━━━ THE INPUT

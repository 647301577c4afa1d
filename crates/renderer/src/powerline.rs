//! Powerline rendering: coloured blocks joined by arrow glyphs.
//!
//! Each merge group becomes one block.  A glyph between two blocks is drawn
//! in the left block's background on the right block's background; the last
//! block of a run closes with the end cap (or the glyph) on the terminal's
//! default background.  A flex slot ends the current run, so a line with
//! flex separators is a series of independent powerlines with plain space
//! between them.

use statline_config::Settings;
use statline_theme::{Color, Style, Theme};

use crate::layout::{paint_piece, Part, Piece, Unit};

#[derive(Debug)]
struct Block<'a> {
    pieces:  &'a [Piece],
    /// Theme foreground; `None` keeps each piece's own colour.
    fg:      Option<Color>,
    bg:      Color,
}

fn block<'a>(pieces: &'a [Piece], palette: Option<(Color, Color)>) -> Block<'a> {
    match palette {
        Some((fg, bg)) => Block { pieces, fg: Some(fg), bg },
        None => Block {
            pieces,
            fg: None,
            bg: pieces
                .first()
                .and_then(|p| p.style.bg)
                .unwrap_or(Color::FALLBACK_BG),
        },
    }
}

fn render_run(run: &[Block<'_>], settings: &Settings) -> String {
    let level = settings.color_level;
    let cfg = &settings.powerline;
    let mut out = String::new();

    if let (Some(cap), Some(first)) = (cfg.start_cap.as_deref(), run.first()) {
        out.push_str(&Style::new(Some(first.bg), None, false).paint(cap, level));
    }

    for (i, block) in run.iter().enumerate() {
        for piece in block.pieces {
            let fg = if piece.preserve_colors {
                None
            } else {
                block.fg.or(piece.style.fg)
            };
            let style = Style::new(fg, Some(block.bg), piece.style.bold);
            out.push_str(&paint_piece(piece, style, settings));
        }

        let next_bg = run.get(i + 1).map(|b| b.bg);
        let glyph = match next_bg {
            Some(_) => cfg.separator.as_str(),
            None => cfg.end_cap.as_deref().unwrap_or(&cfg.separator),
        };
        out.push_str(&Style::new(Some(block.bg), next_bg, false).paint(glyph, level));
    }
    out
}

/// Paint merge groups as powerline runs split at flex slots.
pub(crate) fn compose(units: &[Unit], settings: &Settings) -> Vec<Part> {
    let theme = Theme::from_config(&settings.powerline);
    let mut parts = Vec::new();
    let mut run: Vec<Block<'_>> = Vec::new();
    let mut index = 0;

    for unit in units {
        match unit {
            Unit::Flex => {
                if !run.is_empty() {
                    parts.push(Part::Fixed(render_run(&run, settings)));
                    run.clear();
                }
                parts.push(Part::Flex);
            }
            Unit::Group(pieces) => {
                run.push(block(pieces, theme.block_colors(index)));
                index += 1;
            }
        }
    }
    if !run.is_empty() {
        parts.push(Part::Fixed(render_run(&run, settings)));
    }
    parts
}

#[cfg(test)]
mod tests {
    use crate::layout::render_line;
    use statline_config::{ColorLevel, PowerlineConfig, Settings, WidgetItem};
    use statline_core::RenderContext;

    fn colored(id: &str, text: &str, fg: &str, bg: &str) -> WidgetItem {
        WidgetItem {
            custom_text: Some(text.into()),
            color: Some(fg.into()),
            background_color: Some(bg.into()),
            ..WidgetItem::new(id, "custom-text")
        }
    }

    fn settings() -> Settings {
        Settings {
            powerline: PowerlineConfig {
                enabled: true,
                separator: ">".into(),
                ..PowerlineConfig::default()
            },
            color_level: ColorLevel::Ansi256,
            ..Settings::default()
        }
    }

    fn line(items: &[WidgetItem], settings: &Settings, width: Option<usize>) -> String {
        render_line(items, &RenderContext::preview(), settings, width)
    }

    #[test]
    fn glyphs_chain_backgrounds() {
        let items = [colored("1", "A", "white", "blue"), colored("2", "B", "black", "red")];
        let out = line(&items, &settings(), None);
        assert_eq!(
            out,
            "\x1b[37;44mA\x1b[0m\x1b[34;41m>\x1b[0m\x1b[30;41mB\x1b[0m\x1b[31m>\x1b[0m"
        );
    }

    #[test]
    fn manual_separators_are_skipped() {
        let mut s = settings();
        s.color_level = ColorLevel::None;
        let items = [
            colored("1", "A", "white", "blue"),
            WidgetItem::new("2", "separator"),
            colored("3", "B", "white", "red"),
        ];
        assert_eq!(line(&items, &s, None), "A>B>");
    }

    #[test]
    fn caps_and_flex_runs() {
        let mut s = settings();
        s.color_level = ColorLevel::None;
        s.powerline.start_cap = Some("<".into());
        s.powerline.end_cap = Some("]".into());
        let items = [
            colored("1", "A", "white", "blue"),
            WidgetItem::new("2", "flex-separator"),
            colored("3", "B", "white", "red"),
        ];
        assert_eq!(line(&items, &s, Some(10)), "<A]    <B]");
    }

    #[test]
    fn named_theme_overrides_item_colors() {
        let mut s = settings();
        s.powerline.theme = "minimal".into();
        let items = [colored("1", "A", "white", "blue")];
        let out = line(&items, &s, None);
        assert!(!out.contains("44m"));
        assert!(out.contains('A'));
    }

    #[test]
    fn missing_background_uses_fallback() {
        let items = [WidgetItem {
            custom_text: Some("A".into()),
            ..WidgetItem::new("1", "custom-text")
        }];
        let out = line(&items, &settings(), None);
        assert!(out.starts_with("\x1b[37;48;5;236mA"));
    }
}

━━━━━━

**WHAT YOU ARE ASKED TO DO:**
Each line above where the word "Fixed" occurs should be returned in full.

**EXERCISE ANSWER:**
                    parts.push(Part::Fixed(render_run(&run, settings)));
        parts.push(Part::Fixed(render_run(&run, settings)));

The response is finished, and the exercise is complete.